Financial terms were not disclosed.
California-headquartered Vium is a translational medical company which focuses on improving drug development through the creation of more precise and reproducible diseases models.
The group works across a range of therapeutic areas, including immunology, phenotyping and inflammation and fibrosis.
Its digital platform provides physiological biomarkers to help companies determine which compounds should be advanced to the clinic.
Vium’s technology captures physiological metrics and behaviours non-invasively and collects information that can lead to more replicable studies.
By providing researchers with this data, the platform allows them to identify which biomarkers are the strongest indicators of disease.
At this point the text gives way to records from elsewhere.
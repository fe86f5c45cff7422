use super::*;

fn convert(name: &str, raw: impl Into<FieldValue>) -> (String, ApiValue) {
    convert_field(name, &raw.into(), "USD").unwrap()
}

fn list(values: &[&str]) -> ApiValue {
    ApiValue::List(values.iter().map(|v| (*v).to_string()).collect())
}

// -----------------------------------------------------------------------
// snake_to_camel_case
// -----------------------------------------------------------------------

#[test]
fn camel_case_from_snake_case() {
    assert_eq!(snake_to_camel_case("additional_image_link"), "additionalImageLink");
}

#[test]
fn camel_case_from_spaces() {
    assert_eq!(snake_to_camel_case("Sale Price"), "salePrice");
}

#[test]
fn camel_case_lowercases_tail_of_each_token() {
    assert_eq!(snake_to_camel_case("ITEM_ID"), "itemId");
    assert_eq!(snake_to_camel_case("gtin_EAN"), "gtinEan");
}

#[test]
fn camel_case_without_separators_only_lowers_first_char() {
    assert_eq!(snake_to_camel_case("Title"), "title");
    assert_eq!(snake_to_camel_case("GTIN"), "gTIN");
    assert_eq!(snake_to_camel_case("mpn"), "mpn");
}

#[test]
fn camel_case_empty_and_repeated_separators() {
    assert_eq!(snake_to_camel_case(""), "");
    assert_eq!(snake_to_camel_case("sale__price"), "salePrice");
    assert_eq!(snake_to_camel_case("price_"), "price");
}

// -----------------------------------------------------------------------
// strip_unwanted_chars
// -----------------------------------------------------------------------

#[test]
fn strip_removes_currency_and_separators() {
    assert_eq!(strip_unwanted_chars("10,000 yen"), "10000");
    assert_eq!(strip_unwanted_chars("100"), "100");
    assert_eq!(strip_unwanted_chars("$ 1 299"), "1299");
}

#[test]
fn strip_drops_non_ascii_digits() {
    assert_eq!(strip_unwanted_chars("１００円 5"), "5");
}

// -----------------------------------------------------------------------
// convert_field
// -----------------------------------------------------------------------

#[test]
fn item_id_becomes_offer_id() {
    assert_eq!(convert("item_id", "A1"), ("offerId".into(), ApiValue::from("A1")));
}

#[test]
fn item_id_null_is_passed_through() {
    assert_eq!(convert("item_id", FieldValue::Null), ("offerId".into(), ApiValue::Null));
}

#[test]
fn product_type_is_pluralized_and_split() {
    assert_eq!(
        convert("product_type", "Apparel,Shirts"),
        ("productTypes".into(), list(&["Apparel", "Shirts"]))
    );
}

#[test]
fn size_and_additional_image_link_are_pluralized() {
    assert_eq!(convert("size", "M,L"), ("sizes".into(), list(&["M", "L"])));
    assert_eq!(
        convert("additional_image_link", "https://a/1.png"),
        ("additionalImageLinks".into(), list(&["https://a/1.png"]))
    );
}

#[test]
fn list_split_keeps_surrounding_whitespace() {
    assert_eq!(convert("size", "M, L"), ("sizes".into(), list(&["M", " L"])));
}

#[test]
fn plural_product_types_column_keeps_its_name() {
    assert_eq!(
        convert("product_types", "A,B"),
        ("productTypes".into(), list(&["A", "B"]))
    );
}

#[test]
fn empty_or_null_list_fields_become_empty_lists() {
    assert_eq!(convert("size", ""), ("sizes".into(), list(&[])));
    assert_eq!(convert("product_types", FieldValue::Null), ("productTypes".into(), list(&[])));
}

#[test]
fn numeric_list_field_is_stringified() {
    assert_eq!(convert("size", 42_i64), ("sizes".into(), list(&["42"])));
}

#[test]
fn boolean_list_field_is_rejected() {
    let err = convert_field("size", &FieldValue::Bool(true), "USD").unwrap_err();
    assert_eq!(
        err,
        ConvertError::UnsupportedValue {
            field: "size".into(),
            kind: "boolean"
        }
    );
}

#[test]
fn price_gets_currency_and_digits() {
    assert_eq!(
        convert("price", "10,000 yen"),
        (
            "price".into(),
            ApiValue::Price(Price {
                currency: "USD".into(),
                value: "10000".into()
            })
        )
    );
}

#[test]
fn numeric_sale_price_is_stringified_before_stripping() {
    let (name, value) = convert("sale_price", 12.5);
    assert_eq!(name, "salePrice");
    assert_eq!(
        value,
        ApiValue::Price(Price {
            currency: "USD".into(),
            value: "125".into()
        })
    );
}

#[test]
fn zero_price_is_kept_as_zero() {
    let (_, value) = convert("price", 0_i64);
    assert!(matches!(value, ApiValue::Price(ref p) if p.value == "0"));
}

#[test]
fn price_without_digits_is_malformed() {
    let err = convert_field("price", &FieldValue::from("free"), "USD").unwrap_err();
    assert!(matches!(err, ConvertError::MalformedPrice { ref field, ref raw } if field == "price" && raw == "free"));
    assert_eq!(err.field(), "price");
}

#[test]
fn null_price_is_malformed() {
    assert!(convert_field("sale_price", &FieldValue::Null, "USD").is_err());
}

#[test]
fn shipping_is_an_empty_placeholder() {
    assert_eq!(convert("shipping", "US:::5.00 USD"), ("shipping".into(), list(&[])));
}

#[test]
fn loyalty_points_is_an_empty_object() {
    assert_eq!(
        convert("loyalty_points", "100"),
        ("loyaltyPoints".into(), ApiValue::Object(BTreeMap::new()))
    );
}

#[test]
fn adwords_redirect_is_renamed() {
    assert_eq!(
        convert("adwords_redirect", "https://example.com/r"),
        ("adsRedirect".into(), ApiValue::from("https://example.com/r"))
    );
}

#[test]
fn other_fields_pass_through() {
    assert_eq!(convert("title", "Tee"), ("title".into(), ApiValue::from("Tee")));
    assert_eq!(convert("is_bundle", false), ("isBundle".into(), ApiValue::Bool(false)));
    assert_eq!(convert("multipack", 0_i64), ("multipack".into(), ApiValue::Integer(0)));
}

#[test]
fn other_null_fields_become_empty_text() {
    assert_eq!(convert("brand", FieldValue::Null), ("brand".into(), ApiValue::Text(String::new())));
}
Through its Vium Smart Housing system, the target also offers 49 individually ventilated cages, internal back-up storage for up to 48 hours and enables customers to access and view studies from their browser.
Launched in 2013, Vium’s clients include pharmaceutical and biotechnology companies, academic researchers and novel therapeutic discovery and development laboratories.
Chris Gibson, chief executive of the buyer, said the addition of the target will complement and augment its existing in vitro datasets, while advancing its strategy of decoding biology to help improve patient’s lives.
Vium’s chief executive, Laura Schaevitz, noted: “We are excited to focus exclusively on building a large in vivo data set for Recursion’s digital biology platform, potentially enabling an even broader pipeline of medicines.”
Located in Salt Lake City, the acquiror provides automation, artificial intelligence and machine learning-based services, among others, to help discover novel therapeutics.
Its pipeline includes Rec-994, a drug used to treat cerebral cavernous malformation, a rare genetic disease that affects up to 1.50 million people in the US, according to its website.